Records from a data source
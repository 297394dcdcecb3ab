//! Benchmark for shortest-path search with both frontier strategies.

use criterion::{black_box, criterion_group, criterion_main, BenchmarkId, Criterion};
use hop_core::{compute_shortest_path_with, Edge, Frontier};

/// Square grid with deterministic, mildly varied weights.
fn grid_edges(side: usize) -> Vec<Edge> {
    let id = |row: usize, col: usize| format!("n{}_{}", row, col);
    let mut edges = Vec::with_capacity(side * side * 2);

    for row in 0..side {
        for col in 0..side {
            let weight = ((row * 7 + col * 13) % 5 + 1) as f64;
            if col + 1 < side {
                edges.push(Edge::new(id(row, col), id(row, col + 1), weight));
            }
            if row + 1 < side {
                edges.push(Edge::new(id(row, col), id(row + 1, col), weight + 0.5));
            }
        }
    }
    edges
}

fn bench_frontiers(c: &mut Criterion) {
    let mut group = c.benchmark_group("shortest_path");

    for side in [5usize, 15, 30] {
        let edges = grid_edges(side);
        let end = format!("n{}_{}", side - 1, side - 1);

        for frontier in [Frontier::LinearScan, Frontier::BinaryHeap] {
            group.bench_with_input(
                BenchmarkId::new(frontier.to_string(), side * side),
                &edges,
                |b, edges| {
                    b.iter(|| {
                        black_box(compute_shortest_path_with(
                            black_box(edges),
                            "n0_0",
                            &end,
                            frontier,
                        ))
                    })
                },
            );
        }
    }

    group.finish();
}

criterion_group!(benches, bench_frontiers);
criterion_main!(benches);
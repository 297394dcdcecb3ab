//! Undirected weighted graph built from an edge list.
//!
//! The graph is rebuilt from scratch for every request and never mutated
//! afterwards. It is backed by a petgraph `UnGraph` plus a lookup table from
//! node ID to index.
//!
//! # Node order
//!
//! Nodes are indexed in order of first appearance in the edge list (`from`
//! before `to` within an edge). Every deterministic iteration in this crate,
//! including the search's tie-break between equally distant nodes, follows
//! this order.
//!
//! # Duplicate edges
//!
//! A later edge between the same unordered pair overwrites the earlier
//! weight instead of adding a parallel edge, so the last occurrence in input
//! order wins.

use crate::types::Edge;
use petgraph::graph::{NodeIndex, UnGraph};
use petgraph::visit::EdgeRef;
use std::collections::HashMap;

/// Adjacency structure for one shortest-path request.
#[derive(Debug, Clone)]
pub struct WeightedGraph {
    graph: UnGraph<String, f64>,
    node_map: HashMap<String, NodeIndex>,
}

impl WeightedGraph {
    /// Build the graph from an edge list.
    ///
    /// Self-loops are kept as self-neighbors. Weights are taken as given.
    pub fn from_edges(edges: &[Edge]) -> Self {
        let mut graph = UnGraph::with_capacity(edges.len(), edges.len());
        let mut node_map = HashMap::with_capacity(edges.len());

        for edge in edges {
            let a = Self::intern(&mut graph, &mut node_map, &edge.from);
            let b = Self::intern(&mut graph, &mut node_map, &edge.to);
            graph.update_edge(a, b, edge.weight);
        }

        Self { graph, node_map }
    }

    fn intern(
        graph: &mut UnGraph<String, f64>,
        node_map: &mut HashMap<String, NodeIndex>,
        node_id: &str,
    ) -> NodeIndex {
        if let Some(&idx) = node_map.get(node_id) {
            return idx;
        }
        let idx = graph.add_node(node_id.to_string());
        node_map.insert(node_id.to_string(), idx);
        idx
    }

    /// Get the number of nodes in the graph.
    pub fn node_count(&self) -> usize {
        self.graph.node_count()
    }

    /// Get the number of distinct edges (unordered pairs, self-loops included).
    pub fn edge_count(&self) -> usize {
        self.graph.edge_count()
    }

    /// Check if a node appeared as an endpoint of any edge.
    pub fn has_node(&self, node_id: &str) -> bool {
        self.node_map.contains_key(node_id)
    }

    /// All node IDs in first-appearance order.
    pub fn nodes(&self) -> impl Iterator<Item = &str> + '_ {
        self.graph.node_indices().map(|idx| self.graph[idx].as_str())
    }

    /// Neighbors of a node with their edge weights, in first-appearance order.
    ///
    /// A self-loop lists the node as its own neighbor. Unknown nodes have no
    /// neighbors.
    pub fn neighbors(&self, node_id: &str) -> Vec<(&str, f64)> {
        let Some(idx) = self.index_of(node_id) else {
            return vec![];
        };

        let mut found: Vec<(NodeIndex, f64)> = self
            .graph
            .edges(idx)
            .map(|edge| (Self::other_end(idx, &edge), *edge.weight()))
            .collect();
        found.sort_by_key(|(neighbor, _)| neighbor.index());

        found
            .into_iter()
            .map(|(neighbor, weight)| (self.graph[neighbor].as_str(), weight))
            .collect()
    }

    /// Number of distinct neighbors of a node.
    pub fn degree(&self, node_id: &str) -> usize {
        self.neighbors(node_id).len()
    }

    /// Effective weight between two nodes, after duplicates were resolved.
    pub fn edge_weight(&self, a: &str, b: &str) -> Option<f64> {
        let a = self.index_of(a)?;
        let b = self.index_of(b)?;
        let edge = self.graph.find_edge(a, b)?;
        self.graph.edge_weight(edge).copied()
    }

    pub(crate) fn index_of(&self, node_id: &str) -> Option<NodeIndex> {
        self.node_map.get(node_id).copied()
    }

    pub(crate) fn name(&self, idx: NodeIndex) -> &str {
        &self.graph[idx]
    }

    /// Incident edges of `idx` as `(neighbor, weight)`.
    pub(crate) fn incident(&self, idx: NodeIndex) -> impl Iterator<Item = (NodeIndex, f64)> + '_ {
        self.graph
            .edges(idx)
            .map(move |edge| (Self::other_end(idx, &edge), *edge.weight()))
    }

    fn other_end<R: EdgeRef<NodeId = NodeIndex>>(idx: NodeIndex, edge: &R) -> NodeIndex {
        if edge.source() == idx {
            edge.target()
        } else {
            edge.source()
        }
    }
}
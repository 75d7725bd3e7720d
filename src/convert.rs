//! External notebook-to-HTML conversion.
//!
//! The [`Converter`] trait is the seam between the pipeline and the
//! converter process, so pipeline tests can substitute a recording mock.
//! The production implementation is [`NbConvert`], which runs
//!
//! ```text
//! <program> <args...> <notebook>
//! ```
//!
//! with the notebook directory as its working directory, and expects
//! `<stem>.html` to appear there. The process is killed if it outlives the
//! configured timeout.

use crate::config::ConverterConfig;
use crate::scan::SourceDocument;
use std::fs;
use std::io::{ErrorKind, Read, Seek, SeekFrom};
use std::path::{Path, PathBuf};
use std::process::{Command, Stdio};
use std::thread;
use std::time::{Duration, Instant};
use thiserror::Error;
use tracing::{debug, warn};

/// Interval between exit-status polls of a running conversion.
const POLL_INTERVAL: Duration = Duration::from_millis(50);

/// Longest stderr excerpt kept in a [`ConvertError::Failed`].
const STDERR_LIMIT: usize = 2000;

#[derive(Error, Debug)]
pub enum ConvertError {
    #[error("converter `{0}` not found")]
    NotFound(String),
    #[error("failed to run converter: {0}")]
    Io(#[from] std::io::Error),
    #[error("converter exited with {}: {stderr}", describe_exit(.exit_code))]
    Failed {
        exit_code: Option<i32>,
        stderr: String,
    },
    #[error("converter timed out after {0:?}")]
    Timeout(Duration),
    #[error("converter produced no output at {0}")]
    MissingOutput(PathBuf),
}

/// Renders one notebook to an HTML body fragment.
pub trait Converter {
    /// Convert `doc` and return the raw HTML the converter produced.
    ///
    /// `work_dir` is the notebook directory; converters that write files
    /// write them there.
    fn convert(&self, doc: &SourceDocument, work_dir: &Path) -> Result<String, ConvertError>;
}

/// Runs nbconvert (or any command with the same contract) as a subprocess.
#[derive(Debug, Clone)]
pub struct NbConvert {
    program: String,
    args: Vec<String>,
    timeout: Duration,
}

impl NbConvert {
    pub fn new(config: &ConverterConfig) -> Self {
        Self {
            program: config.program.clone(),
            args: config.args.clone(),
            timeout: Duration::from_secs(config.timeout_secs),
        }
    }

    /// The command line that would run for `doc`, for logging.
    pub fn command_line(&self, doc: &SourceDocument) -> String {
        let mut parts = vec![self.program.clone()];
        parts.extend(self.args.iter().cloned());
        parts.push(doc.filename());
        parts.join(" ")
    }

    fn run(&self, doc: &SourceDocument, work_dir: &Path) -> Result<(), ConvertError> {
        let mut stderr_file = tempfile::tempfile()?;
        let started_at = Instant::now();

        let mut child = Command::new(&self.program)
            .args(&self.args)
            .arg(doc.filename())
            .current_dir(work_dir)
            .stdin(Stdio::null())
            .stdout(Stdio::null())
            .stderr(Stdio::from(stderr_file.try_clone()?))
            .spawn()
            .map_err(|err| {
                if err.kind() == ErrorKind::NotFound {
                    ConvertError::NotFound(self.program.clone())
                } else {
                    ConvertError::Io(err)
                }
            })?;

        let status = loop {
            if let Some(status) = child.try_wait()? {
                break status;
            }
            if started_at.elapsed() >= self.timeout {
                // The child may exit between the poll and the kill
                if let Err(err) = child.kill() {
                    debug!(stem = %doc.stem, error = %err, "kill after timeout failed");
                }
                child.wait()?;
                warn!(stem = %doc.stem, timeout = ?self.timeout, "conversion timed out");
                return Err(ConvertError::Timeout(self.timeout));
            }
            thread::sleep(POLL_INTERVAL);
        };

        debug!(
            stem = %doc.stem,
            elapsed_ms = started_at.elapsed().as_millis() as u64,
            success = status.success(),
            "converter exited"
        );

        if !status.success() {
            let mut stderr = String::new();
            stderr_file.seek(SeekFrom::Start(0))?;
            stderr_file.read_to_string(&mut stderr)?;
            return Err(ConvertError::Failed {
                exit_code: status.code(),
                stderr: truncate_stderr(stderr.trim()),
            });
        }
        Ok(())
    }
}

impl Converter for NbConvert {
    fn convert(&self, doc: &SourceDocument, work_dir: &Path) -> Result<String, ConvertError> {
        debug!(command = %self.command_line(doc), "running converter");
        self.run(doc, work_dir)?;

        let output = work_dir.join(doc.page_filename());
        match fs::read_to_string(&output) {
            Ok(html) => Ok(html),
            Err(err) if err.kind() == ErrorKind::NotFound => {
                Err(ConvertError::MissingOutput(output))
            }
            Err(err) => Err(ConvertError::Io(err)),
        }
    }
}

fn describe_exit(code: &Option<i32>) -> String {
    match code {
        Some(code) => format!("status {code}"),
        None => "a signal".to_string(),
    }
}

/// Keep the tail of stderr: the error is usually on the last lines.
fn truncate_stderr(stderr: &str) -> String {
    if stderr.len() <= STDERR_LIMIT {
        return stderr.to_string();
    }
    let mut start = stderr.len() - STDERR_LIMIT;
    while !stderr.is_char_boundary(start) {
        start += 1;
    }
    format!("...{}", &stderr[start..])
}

==

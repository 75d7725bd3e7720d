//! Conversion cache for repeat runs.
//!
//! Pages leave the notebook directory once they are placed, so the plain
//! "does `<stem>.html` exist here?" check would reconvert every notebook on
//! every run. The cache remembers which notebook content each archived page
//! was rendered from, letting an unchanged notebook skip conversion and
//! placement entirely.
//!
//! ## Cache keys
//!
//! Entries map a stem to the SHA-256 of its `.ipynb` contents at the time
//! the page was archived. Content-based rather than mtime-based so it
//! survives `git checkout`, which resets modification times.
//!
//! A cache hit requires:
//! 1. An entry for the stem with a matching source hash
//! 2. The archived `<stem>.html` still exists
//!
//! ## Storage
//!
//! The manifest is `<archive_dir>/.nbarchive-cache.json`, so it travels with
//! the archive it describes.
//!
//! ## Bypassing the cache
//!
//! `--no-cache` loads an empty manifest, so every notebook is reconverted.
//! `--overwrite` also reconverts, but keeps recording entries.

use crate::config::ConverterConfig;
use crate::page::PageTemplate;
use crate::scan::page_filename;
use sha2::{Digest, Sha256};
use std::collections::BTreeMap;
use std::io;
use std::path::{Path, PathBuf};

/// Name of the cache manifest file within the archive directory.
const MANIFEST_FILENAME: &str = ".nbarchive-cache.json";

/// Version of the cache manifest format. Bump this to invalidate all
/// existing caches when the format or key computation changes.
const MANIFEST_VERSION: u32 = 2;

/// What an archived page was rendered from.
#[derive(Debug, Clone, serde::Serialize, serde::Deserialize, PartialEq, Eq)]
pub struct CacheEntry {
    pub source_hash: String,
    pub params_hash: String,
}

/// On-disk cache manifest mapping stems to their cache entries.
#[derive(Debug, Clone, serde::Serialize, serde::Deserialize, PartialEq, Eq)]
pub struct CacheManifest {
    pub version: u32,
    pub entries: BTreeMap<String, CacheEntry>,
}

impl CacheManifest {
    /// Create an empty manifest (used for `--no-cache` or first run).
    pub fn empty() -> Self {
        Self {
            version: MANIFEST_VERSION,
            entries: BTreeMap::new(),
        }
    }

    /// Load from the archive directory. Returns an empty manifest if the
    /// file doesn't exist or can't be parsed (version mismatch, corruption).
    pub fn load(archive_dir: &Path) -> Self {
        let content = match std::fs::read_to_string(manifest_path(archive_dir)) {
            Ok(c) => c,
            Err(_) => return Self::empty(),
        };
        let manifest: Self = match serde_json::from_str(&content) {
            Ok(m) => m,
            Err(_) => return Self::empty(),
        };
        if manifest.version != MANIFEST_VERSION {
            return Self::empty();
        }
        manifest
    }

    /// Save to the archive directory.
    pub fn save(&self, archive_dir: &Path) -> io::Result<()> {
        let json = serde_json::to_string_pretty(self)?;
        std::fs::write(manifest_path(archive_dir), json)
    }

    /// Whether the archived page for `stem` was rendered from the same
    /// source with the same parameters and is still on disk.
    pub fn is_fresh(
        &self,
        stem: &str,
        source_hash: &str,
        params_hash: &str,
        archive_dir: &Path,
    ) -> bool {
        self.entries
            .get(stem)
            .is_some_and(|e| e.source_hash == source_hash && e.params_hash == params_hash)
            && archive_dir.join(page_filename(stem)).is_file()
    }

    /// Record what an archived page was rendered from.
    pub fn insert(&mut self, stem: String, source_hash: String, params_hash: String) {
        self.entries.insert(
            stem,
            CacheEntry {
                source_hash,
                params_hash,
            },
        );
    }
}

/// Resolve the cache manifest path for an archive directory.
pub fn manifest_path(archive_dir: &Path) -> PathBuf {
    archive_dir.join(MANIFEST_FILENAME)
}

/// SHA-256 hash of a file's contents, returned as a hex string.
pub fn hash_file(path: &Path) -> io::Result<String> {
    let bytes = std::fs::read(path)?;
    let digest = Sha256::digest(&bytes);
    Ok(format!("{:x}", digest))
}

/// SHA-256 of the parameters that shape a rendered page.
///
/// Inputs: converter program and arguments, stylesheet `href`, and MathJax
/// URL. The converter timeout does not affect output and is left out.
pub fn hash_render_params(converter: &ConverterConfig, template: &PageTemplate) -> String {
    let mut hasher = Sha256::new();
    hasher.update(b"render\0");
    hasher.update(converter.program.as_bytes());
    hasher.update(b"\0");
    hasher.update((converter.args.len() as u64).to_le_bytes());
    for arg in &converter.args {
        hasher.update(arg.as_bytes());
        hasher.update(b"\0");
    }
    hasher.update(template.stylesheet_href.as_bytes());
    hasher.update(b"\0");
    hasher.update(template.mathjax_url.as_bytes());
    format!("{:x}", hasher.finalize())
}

◆ Exercise objective
Count up the lines in the entries that hold "SourceDocument", and respond with that count and no other text.

◆ Task response
5